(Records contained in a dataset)
<<<<
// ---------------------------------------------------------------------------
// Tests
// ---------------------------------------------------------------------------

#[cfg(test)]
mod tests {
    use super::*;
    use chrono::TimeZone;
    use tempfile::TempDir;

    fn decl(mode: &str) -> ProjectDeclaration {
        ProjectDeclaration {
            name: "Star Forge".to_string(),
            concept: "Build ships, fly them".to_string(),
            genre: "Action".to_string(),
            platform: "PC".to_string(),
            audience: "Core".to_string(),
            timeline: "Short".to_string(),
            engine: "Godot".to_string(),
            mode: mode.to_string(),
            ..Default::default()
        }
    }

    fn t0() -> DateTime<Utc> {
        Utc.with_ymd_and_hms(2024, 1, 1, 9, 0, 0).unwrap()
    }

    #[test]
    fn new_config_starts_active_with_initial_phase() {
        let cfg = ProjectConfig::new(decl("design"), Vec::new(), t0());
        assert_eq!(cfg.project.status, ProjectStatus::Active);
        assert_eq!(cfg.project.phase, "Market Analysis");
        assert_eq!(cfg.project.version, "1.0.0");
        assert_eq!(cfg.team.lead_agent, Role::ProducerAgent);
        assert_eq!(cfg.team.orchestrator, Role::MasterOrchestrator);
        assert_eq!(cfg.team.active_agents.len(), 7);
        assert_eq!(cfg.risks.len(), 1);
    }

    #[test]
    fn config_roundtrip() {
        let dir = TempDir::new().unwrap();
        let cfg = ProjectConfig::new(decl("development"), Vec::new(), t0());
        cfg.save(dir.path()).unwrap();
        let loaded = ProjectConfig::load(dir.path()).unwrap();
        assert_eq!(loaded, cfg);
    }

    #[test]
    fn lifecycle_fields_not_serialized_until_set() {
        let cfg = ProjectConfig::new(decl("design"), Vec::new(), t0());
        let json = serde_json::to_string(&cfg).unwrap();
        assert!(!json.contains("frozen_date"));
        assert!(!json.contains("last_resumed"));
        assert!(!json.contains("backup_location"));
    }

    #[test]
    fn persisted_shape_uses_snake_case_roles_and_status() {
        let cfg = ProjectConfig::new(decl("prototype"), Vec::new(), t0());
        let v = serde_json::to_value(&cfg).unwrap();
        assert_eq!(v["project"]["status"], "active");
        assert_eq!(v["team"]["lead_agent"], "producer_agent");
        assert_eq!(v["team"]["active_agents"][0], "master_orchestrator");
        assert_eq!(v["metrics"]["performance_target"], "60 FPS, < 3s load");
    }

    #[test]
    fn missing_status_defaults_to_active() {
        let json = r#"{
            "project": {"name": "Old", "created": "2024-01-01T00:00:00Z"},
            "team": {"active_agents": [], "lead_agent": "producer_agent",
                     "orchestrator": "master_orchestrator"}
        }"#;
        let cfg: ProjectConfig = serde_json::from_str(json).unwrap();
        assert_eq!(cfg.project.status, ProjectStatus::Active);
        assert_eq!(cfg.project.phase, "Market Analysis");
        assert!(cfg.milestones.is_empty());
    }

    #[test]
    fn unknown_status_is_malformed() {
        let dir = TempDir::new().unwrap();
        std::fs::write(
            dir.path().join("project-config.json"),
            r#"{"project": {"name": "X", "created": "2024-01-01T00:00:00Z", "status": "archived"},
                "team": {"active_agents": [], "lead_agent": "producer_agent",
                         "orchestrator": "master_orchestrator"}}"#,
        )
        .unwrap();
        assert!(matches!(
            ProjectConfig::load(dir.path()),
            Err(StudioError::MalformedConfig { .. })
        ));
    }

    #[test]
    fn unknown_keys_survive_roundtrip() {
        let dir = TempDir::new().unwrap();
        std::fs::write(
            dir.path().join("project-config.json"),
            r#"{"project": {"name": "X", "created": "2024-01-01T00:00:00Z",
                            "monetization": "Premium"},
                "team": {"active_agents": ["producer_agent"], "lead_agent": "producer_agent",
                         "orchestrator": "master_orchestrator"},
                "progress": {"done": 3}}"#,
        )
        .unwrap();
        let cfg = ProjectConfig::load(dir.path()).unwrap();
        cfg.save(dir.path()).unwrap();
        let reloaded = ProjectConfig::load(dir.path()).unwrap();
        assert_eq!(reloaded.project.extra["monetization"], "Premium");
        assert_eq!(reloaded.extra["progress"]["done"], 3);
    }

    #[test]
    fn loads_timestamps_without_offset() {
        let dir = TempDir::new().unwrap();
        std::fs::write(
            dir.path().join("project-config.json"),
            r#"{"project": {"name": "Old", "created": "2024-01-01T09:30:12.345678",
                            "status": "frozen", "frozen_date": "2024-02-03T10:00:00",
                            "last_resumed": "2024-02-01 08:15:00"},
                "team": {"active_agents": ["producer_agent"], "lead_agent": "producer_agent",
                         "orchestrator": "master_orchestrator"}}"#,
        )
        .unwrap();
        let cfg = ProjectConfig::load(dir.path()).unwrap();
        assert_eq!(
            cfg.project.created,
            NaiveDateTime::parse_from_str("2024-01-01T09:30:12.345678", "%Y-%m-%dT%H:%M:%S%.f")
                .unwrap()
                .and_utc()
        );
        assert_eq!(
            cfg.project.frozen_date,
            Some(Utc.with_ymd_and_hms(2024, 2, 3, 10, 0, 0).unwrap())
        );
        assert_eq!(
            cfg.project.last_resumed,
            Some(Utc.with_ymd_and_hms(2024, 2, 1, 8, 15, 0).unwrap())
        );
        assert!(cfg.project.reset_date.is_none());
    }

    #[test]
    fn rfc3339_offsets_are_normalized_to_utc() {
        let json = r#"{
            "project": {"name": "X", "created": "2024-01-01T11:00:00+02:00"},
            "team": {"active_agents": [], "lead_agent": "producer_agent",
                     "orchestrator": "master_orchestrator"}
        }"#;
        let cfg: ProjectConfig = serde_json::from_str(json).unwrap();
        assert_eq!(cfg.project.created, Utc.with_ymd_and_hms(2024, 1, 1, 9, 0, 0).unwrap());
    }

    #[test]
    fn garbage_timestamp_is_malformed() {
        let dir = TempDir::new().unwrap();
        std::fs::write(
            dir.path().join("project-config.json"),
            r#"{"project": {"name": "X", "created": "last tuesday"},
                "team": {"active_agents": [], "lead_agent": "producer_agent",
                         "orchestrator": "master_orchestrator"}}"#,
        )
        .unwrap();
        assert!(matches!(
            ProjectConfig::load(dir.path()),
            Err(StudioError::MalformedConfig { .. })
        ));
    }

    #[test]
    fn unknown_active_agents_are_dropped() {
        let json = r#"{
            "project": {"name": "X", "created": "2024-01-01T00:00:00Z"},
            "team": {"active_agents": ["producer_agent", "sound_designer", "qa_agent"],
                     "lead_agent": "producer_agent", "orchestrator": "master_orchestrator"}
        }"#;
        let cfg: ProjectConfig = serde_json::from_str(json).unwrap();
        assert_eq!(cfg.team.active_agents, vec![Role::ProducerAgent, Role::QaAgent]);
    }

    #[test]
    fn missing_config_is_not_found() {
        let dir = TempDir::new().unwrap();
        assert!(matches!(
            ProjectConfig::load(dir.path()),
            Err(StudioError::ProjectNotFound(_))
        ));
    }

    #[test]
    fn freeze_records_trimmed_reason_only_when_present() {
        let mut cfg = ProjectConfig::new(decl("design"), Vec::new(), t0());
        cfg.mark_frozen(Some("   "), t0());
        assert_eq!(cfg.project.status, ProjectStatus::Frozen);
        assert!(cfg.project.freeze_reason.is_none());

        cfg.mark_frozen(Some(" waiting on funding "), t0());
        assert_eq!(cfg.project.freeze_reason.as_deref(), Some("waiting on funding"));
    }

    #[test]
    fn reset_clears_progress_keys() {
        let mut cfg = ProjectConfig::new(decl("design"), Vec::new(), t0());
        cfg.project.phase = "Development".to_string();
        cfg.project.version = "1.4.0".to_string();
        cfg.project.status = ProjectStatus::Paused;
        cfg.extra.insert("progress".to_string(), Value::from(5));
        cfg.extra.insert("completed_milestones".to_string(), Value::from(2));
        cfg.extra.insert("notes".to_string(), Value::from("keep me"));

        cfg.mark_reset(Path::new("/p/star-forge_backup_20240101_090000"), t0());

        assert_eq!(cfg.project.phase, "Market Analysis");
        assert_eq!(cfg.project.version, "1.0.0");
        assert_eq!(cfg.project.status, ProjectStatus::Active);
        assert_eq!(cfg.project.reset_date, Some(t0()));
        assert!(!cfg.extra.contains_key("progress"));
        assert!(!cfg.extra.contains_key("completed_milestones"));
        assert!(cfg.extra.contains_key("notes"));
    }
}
>>>>
- WORK REQUIRED
Go through the records above, find every line with the word "ProjectDeclaration", and list those lines.

- TASK OUTPUT
    fn decl(mode: &str) -> ProjectDeclaration {
        ProjectDeclaration {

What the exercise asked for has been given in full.